Please copy the data shown below, word for word.

_ _ _ _ _

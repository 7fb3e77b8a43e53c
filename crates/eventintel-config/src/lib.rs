//! Configuration loading for the Event Intelligence service.
//! Reads eventintel.toml from the current directory or the path in the
//! EVENTINTEL_CONFIG env var, then overlays API credentials from the
//! environment (a `.env` file is honoured when present).
//!
//! Credentials are optional: the service runs against mock record sources
//! until every key for an integration is supplied.

use secrecy::SecretString;
use serde::Deserialize;
use std::path::{Path, PathBuf};
use thiserror::Error;
use tracing::{debug, info};

pub const CONFIG_ENV: &str = "EVENTINTEL_CONFIG";
pub const DEFAULT_CONFIG_FILE: &str = "eventintel.toml";

pub const SEARCH_API_KEY_ENV: &str = "SERPAPI_API_KEY";
pub const SOCIAL_API_KEY_ENV: &str = "TWITTER_API_KEY";
pub const SOCIAL_API_SECRET_ENV: &str = "TWITTER_API_SECRET";
pub const SOCIAL_ACCESS_TOKEN_ENV: &str = "TWITTER_ACCESS_TOKEN";
pub const SOCIAL_ACCESS_SECRET_ENV: &str = "TWITTER_ACCESS_SECRET";

#[derive(Debug, Error)]
pub enum ConfigError {
    #[error("Failed to read config file {path}: {source}")]
    Io {
        path: PathBuf,
        #[source]
        source: std::io::Error,
    },

    #[error("Failed to parse config file {path}: {source}")]
    Parse {
        path: PathBuf,
        #[source]
        source: toml::de::Error,
    },
}

#[derive(Debug, Default, Deserialize)]
pub struct Config {
    #[serde(default)]
    pub server: ServerConfig,
    #[serde(skip)]
    pub credentials: Credentials,
}

#[derive(Debug, Clone, Deserialize)]
pub struct ServerConfig {
    #[serde(default = "default_bind")]
    pub bind: String,
    #[serde(default = "default_frontend_dir")]
    pub frontend_dir: PathBuf,
}

fn default_bind()         -> String  { "0.0.0.0:8000".to_string() }
fn default_frontend_dir() -> PathBuf { PathBuf::from("frontend") }

impl Default for ServerConfig {
    fn default() -> Self {
        Self { bind: default_bind(), frontend_dir: default_frontend_dir() }
    }
}

/// External API credentials. Never logged; `SecretString` redacts on Debug.
#[derive(Debug, Default)]
pub struct Credentials {
    pub search_api_key: Option<SecretString>,
    pub social: SocialCredentials,
}

#[derive(Debug, Default)]
pub struct SocialCredentials {
    pub api_key: Option<SecretString>,
    pub api_secret: Option<SecretString>,
    pub access_token: Option<SecretString>,
    pub access_secret: Option<SecretString>,
}

impl SocialCredentials {
    pub fn is_complete(&self) -> bool {
        self.api_key.is_some()
            && self.api_secret.is_some()
            && self.access_token.is_some()
            && self.access_secret.is_some()
    }
}

#[derive(Debug, Clone, Copy, PartialEq, Eq)]
pub enum SourceMode {
    Mock,
    Live,
}

impl Credentials {
    pub fn from_env() -> Self {
        Self::from_lookup(|key| std::env::var(key).ok())
    }

    /// Builds credentials from an arbitrary key lookup. Blank values count as absent.
    pub fn from_lookup<F>(lookup: F) -> Self
    where
        F: Fn(&str) -> Option<String>,
    {
        let secret = |key: &str| {
            lookup(key)
                .filter(|v| !v.trim().is_empty())
                .map(SecretString::from)
        };
        Self {
            search_api_key: secret(SEARCH_API_KEY_ENV),
            social: SocialCredentials {
                api_key: secret(SOCIAL_API_KEY_ENV),
                api_secret: secret(SOCIAL_API_SECRET_ENV),
                access_token: secret(SOCIAL_ACCESS_TOKEN_ENV),
                access_secret: secret(SOCIAL_ACCESS_SECRET_ENV),
            },
        }
    }

    pub fn mode(&self) -> SourceMode {
        if self.search_api_key.is_some() && self.social.is_complete() {
            SourceMode::Live
        } else {
            SourceMode::Mock
        }
    }
}

impl Config {
    /// Load configuration. A missing config file falls back to defaults;
    /// missing credentials are not an error.
    pub fn load() -> Result<Self, ConfigError> {
        if let Ok(path) = dotenvy::dotenv() {
            debug!("Loaded environment from {}", path.display());
        }

        let path = std::env::var(CONFIG_ENV).unwrap_or_else(|_| DEFAULT_CONFIG_FILE.to_string());
        let mut config = Self::from_path(Path::new(&path))?;
        config.credentials = Credentials::from_env();
        Ok(config)
    }

    pub fn from_path(path: &Path) -> Result<Self, ConfigError> {
        if !path.exists() {
            info!("No config file at {}, using defaults", path.display());
            return Ok(Self::default());
        }

        let content = std::fs::read_to_string(path)
            .map_err(|source| ConfigError::Io { path: path.to_path_buf(), source })?;
        toml::from_str(&content)
            .map_err(|source| ConfigError::Parse { path: path.to_path_buf(), source })
    }

    pub fn mode(&self) -> SourceMode {
        self.credentials.mode()
    }
}

#[cfg(test)]
mod tests {
    use super::*;
    use secrecy::ExposeSecret;
    use std::collections::HashMap;
    use std::io::Write;

    #[test]
    fn test_default_bind_is_fixed_port() {
        let config = Config::default();
        assert_eq!(config.server.bind, "0.0.0.0:8000");
        assert_eq!(config.server.frontend_dir, PathBuf::from("frontend"));
    }

    #[test]
    fn test_missing_file_falls_back_to_defaults() {
        let dir = tempfile::tempdir().unwrap();
        let config = Config::from_path(&dir.path().join("absent.toml")).unwrap();
        assert_eq!(config.server.bind, default_bind());
    }

    #[test]
    fn test_partial_file_keeps_other_defaults() {
        let mut file = tempfile::NamedTempFile::new().unwrap();
        writeln!(file, "[server]\nfrontend_dir = \"/srv/www\"").unwrap();
        let config = Config::from_path(file.path()).unwrap();
        assert_eq!(config.server.frontend_dir, PathBuf::from("/srv/www"));
        assert_eq!(config.server.bind, "0.0.0.0:8000");
    }

    #[test]
    fn test_malformed_file_is_parse_error() {
        let mut file = tempfile::NamedTempFile::new().unwrap();
        writeln!(file, "[server\nbind = ").unwrap();
        assert!(matches!(Config::from_path(file.path()), Err(ConfigError::Parse { .. })));
    }

    #[test]
    fn test_no_credentials_means_mock_mode() {
        let creds = Credentials::from_lookup(|_| None);
        assert_eq!(creds.mode(), SourceMode::Mock);
        assert!(creds.search_api_key.is_none());
    }

    #[test]
    fn test_blank_credentials_are_absent() {
        let creds = Credentials::from_lookup(|_| Some("   ".to_string()));
        assert!(creds.search_api_key.is_none());
        assert!(!creds.social.is_complete());
    }

    #[test]
    fn test_full_credentials_mean_live_mode() {
        let vars: HashMap<&str, &str> = [
            (SEARCH_API_KEY_ENV, "serp"),
            (SOCIAL_API_KEY_ENV, "k"),
            (SOCIAL_API_SECRET_ENV, "s"),
            (SOCIAL_ACCESS_TOKEN_ENV, "t"),
            (SOCIAL_ACCESS_SECRET_ENV, "ts"),
        ]
        .into_iter()
        .collect();
        let creds = Credentials::from_lookup(|k| vars.get(k).map(|v| v.to_string()));
        assert_eq!(creds.mode(), SourceMode::Live);
        assert_eq!(creds.search_api_key.as_ref().unwrap().expose_secret(), "serp");
    }

    #[test]
    fn test_partial_social_credentials_stay_mock() {
        let creds = Credentials::from_lookup(|k| {
            (k == SEARCH_API_KEY_ENV || k == SOCIAL_API_KEY_ENV).then(|| "x".to_string())
        });
        assert_eq!(creds.mode(), SourceMode::Mock);
    }

    #[test]
    fn test_debug_output_redacts_secrets() {
        let creds = Credentials::from_lookup(|_| Some("hunter2".to_string()));
        assert!(!format!("{creds:?}").contains("hunter2"));
    }
}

_ _ _ _ _

Response box:
repository 7fb3e77b8a43e53c
filename crates/eventintel-config/src/lib.rs
//! Configuration loading for the Event Intelligence service.
//! Reads eventintel.toml from the current directory or the path in the
//! EVENTINTEL_CONFIG env var, then overlays API credentials from the
//! environment (a `.env` file is honoured when present).
//!
//! Credentials are optional: the service runs against mock record sources
//! until every key for an integration is supplied.

use secrecy::SecretString;
use serde::Deserialize;
use std::path::{Path, PathBuf};
use thiserror::Error;
use tracing::{debug, info};

pub const CONFIG_ENV: &str = "EVENTINTEL_CONFIG";
pub const DEFAULT_CONFIG_FILE: &str = "eventintel.toml";

pub const SEARCH_API_KEY_ENV: &str = "SERPAPI_API_KEY";
pub const SOCIAL_API_KEY_ENV: &str = "TWITTER_API_KEY";
pub const SOCIAL_API_SECRET_ENV: &str = "TWITTER_API_SECRET";
pub const SOCIAL_ACCESS_TOKEN_ENV: &str = "TWITTER_ACCESS_TOKEN";
pub const SOCIAL_ACCESS_SECRET_ENV: &str = "TWITTER_ACCESS_SECRET";

#[derive(Debug, Error)]
pub enum ConfigError {
    #[error("Failed to read config file {path}: {source}")]
    Io {
        path: PathBuf,
        #[source]
        source: std::io::Error,
    },

    #[error("Failed to parse config file {path}: {source}")]
    Parse {
        path: PathBuf,
        #[source]
        source: toml::de::Error,
    },
}

#[derive(Debug, Default, Deserialize)]
pub struct Config {
    #[serde(default)]
    pub server: ServerConfig,
    #[serde(skip)]
    pub credentials: Credentials,
}

#[derive(Debug, Clone, Deserialize)]
pub struct ServerConfig {
    #[serde(default = "default_bind")]
    pub bind: String,
    #[serde(default = "default_frontend_dir")]
    pub frontend_dir: PathBuf,
}

fn default_bind()         -> String  { "0.0.0.0:8000".to_string() }
fn default_frontend_dir() -> PathBuf { PathBuf::from("frontend") }

impl Default for ServerConfig {
    fn default() -> Self {
        Self { bind: default_bind(), frontend_dir: default_frontend_dir() }
    }
}

/// External API credentials. Never logged; `SecretString` redacts on Debug.
#[derive(Debug, Default)]
pub struct Credentials {
    pub search_api_key: Option<SecretString>,
    pub social: SocialCredentials,
}

#[derive(Debug, Default)]
pub struct SocialCredentials {
    pub api_key: Option<SecretString>,
    pub api_secret: Option<SecretString>,
    pub access_token: Option<SecretString>,
    pub access_secret: Option<SecretString>,
}

impl SocialCredentials {
    pub fn is_complete(&self) -> bool {
        self.api_key.is_some()
            && self.api_secret.is_some()
            && self.access_token.is_some()
            && self.access_secret.is_some()
    }
}

#[derive(Debug, Clone, Copy, PartialEq, Eq)]
pub enum SourceMode {
    Mock,
    Live,
}

impl Credentials {
    pub fn from_env() -> Self {
        Self::from_lookup(|key| std::env::var(key).ok())
    }

    /// Builds credentials from an arbitrary key lookup. Blank values count as absent.
    pub fn from_lookup<F>(lookup: F) -> Self
    where
        F: Fn(&str) -> Option<String>,
    {
        let secret = |key: &str| {
            lookup(key)
                .filter(|v| !v.trim().is_empty())
                .map(SecretString::from)
        };
        Self {
            search_api_key: secret(SEARCH_API_KEY_ENV),
            social: SocialCredentials {
                api_key: secret(SOCIAL_API_KEY_ENV),
                api_secret: secret(SOCIAL_API_SECRET_ENV),
                access_token: secret(SOCIAL_ACCESS_TOKEN_ENV),
                access_secret: secret(SOCIAL_ACCESS_SECRET_ENV),
            },
        }
    }

    pub fn mode(&self) -> SourceMode {
        if self.search_api_key.is_some() && self.social.is_complete() {
            SourceMode::Live
        } else {
            SourceMode::Mock
        }
    }
}

impl Config {
    /// Load configuration. A missing config file falls back to defaults;
    /// missing credentials are not an error.
    pub fn load() -> Result<Self, ConfigError> {
        if let Ok(path) = dotenvy::dotenv() {
            debug!("Loaded environment from {}", path.display());
        }

        let path = std::env::var(CONFIG_ENV).unwrap_or_else(|_| DEFAULT_CONFIG_FILE.to_string());
        let mut config = Self::from_path(Path::new(&path))?;
        config.credentials = Credentials::from_env();
        Ok(config)
    }

    pub fn from_path(path: &Path) -> Result<Self, ConfigError> {
        if !path.exists() {
            info!("No config file at {}, using defaults", path.display());
            return Ok(Self::default());
        }

        let content = std::fs::read_to_string(path)
            .map_err(|source| ConfigError::Io { path: path.to_path_buf(), source })?;
        toml::from_str(&content)
            .map_err(|source| ConfigError::Parse { path: path.to_path_buf(), source })
    }

    pub fn mode(&self) -> SourceMode {
        self.credentials.mode()
    }
}

#[cfg(test)]
mod tests {
    use super::*;
    use secrecy::ExposeSecret;
    use std::collections::HashMap;
    use std::io::Write;

    #[test]
    fn test_default_bind_is_fixed_port() {
        let config = Config::default();
        assert_eq!(config.server.bind, "0.0.0.0:8000");
        assert_eq!(config.server.frontend_dir, PathBuf::from("frontend"));
    }

    #[test]
    fn test_missing_file_falls_back_to_defaults() {
        let dir = tempfile::tempdir().unwrap();
        let config = Config::from_path(&dir.path().join("absent.toml")).unwrap();
        assert_eq!(config.server.bind, default_bind());
    }

    #[test]
    fn test_partial_file_keeps_other_defaults() {
        let mut file = tempfile::NamedTempFile::new().unwrap();
        writeln!(file, "[server]\nfrontend_dir = \"/srv/www\"").unwrap();
        let config = Config::from_path(file.path()).unwrap();
        assert_eq!(config.server.frontend_dir, PathBuf::from("/srv/www"));
        assert_eq!(config.server.bind, "0.0.0.0:8000");
    }

    #[test]
    fn test_malformed_file_is_parse_error() {
        let mut file = tempfile::NamedTempFile::new().unwrap();
        writeln!(file, "[server\nbind = ").unwrap();
        assert!(matches!(Config::from_path(file.path()), Err(ConfigError::Parse { .. })));
    }

    #[test]
    fn test_no_credentials_means_mock_mode() {
        let creds = Credentials::from_lookup(|_| None);
        assert_eq!(creds.mode(), SourceMode::Mock);
        assert!(creds.search_api_key.is_none());
    }

    #[test]
    fn test_blank_credentials_are_absent() {
        let creds = Credentials::from_lookup(|_| Some("   ".to_string()));
        assert!(creds.search_api_key.is_none());
        assert!(!creds.social.is_complete());
    }

    #[test]
    fn test_full_credentials_mean_live_mode() {
        let vars: HashMap<&str, &str> = [
            (SEARCH_API_KEY_ENV, "serp"),
            (SOCIAL_API_KEY_ENV, "k"),
            (SOCIAL_API_SECRET_ENV, "s"),
            (SOCIAL_ACCESS_TOKEN_ENV, "t"),
            (SOCIAL_ACCESS_SECRET_ENV, "ts"),
        ]
        .into_iter()
        .collect();
        let creds = Credentials::from_lookup(|k| vars.get(k).map(|v| v.to_string()));
        assert_eq!(creds.mode(), SourceMode::Live);
        assert_eq!(creds.search_api_key.as_ref().unwrap().expose_secret(), "serp");
    }

    #[test]
    fn test_partial_social_credentials_stay_mock() {
        let creds = Credentials::from_lookup(|k| {
            (k == SEARCH_API_KEY_ENV || k == SOCIAL_API_KEY_ENV).then(|| "x".to_string())
        });
        assert_eq!(creds.mode(), SourceMode::Mock);
    }

    #[test]
    fn test_debug_output_redacts_secrets() {
        let creds = Credentials::from_lookup(|_| Some("hunter2".to_string()));
        assert!(!format!("{creds:?}").contains("hunter2"));
    }
}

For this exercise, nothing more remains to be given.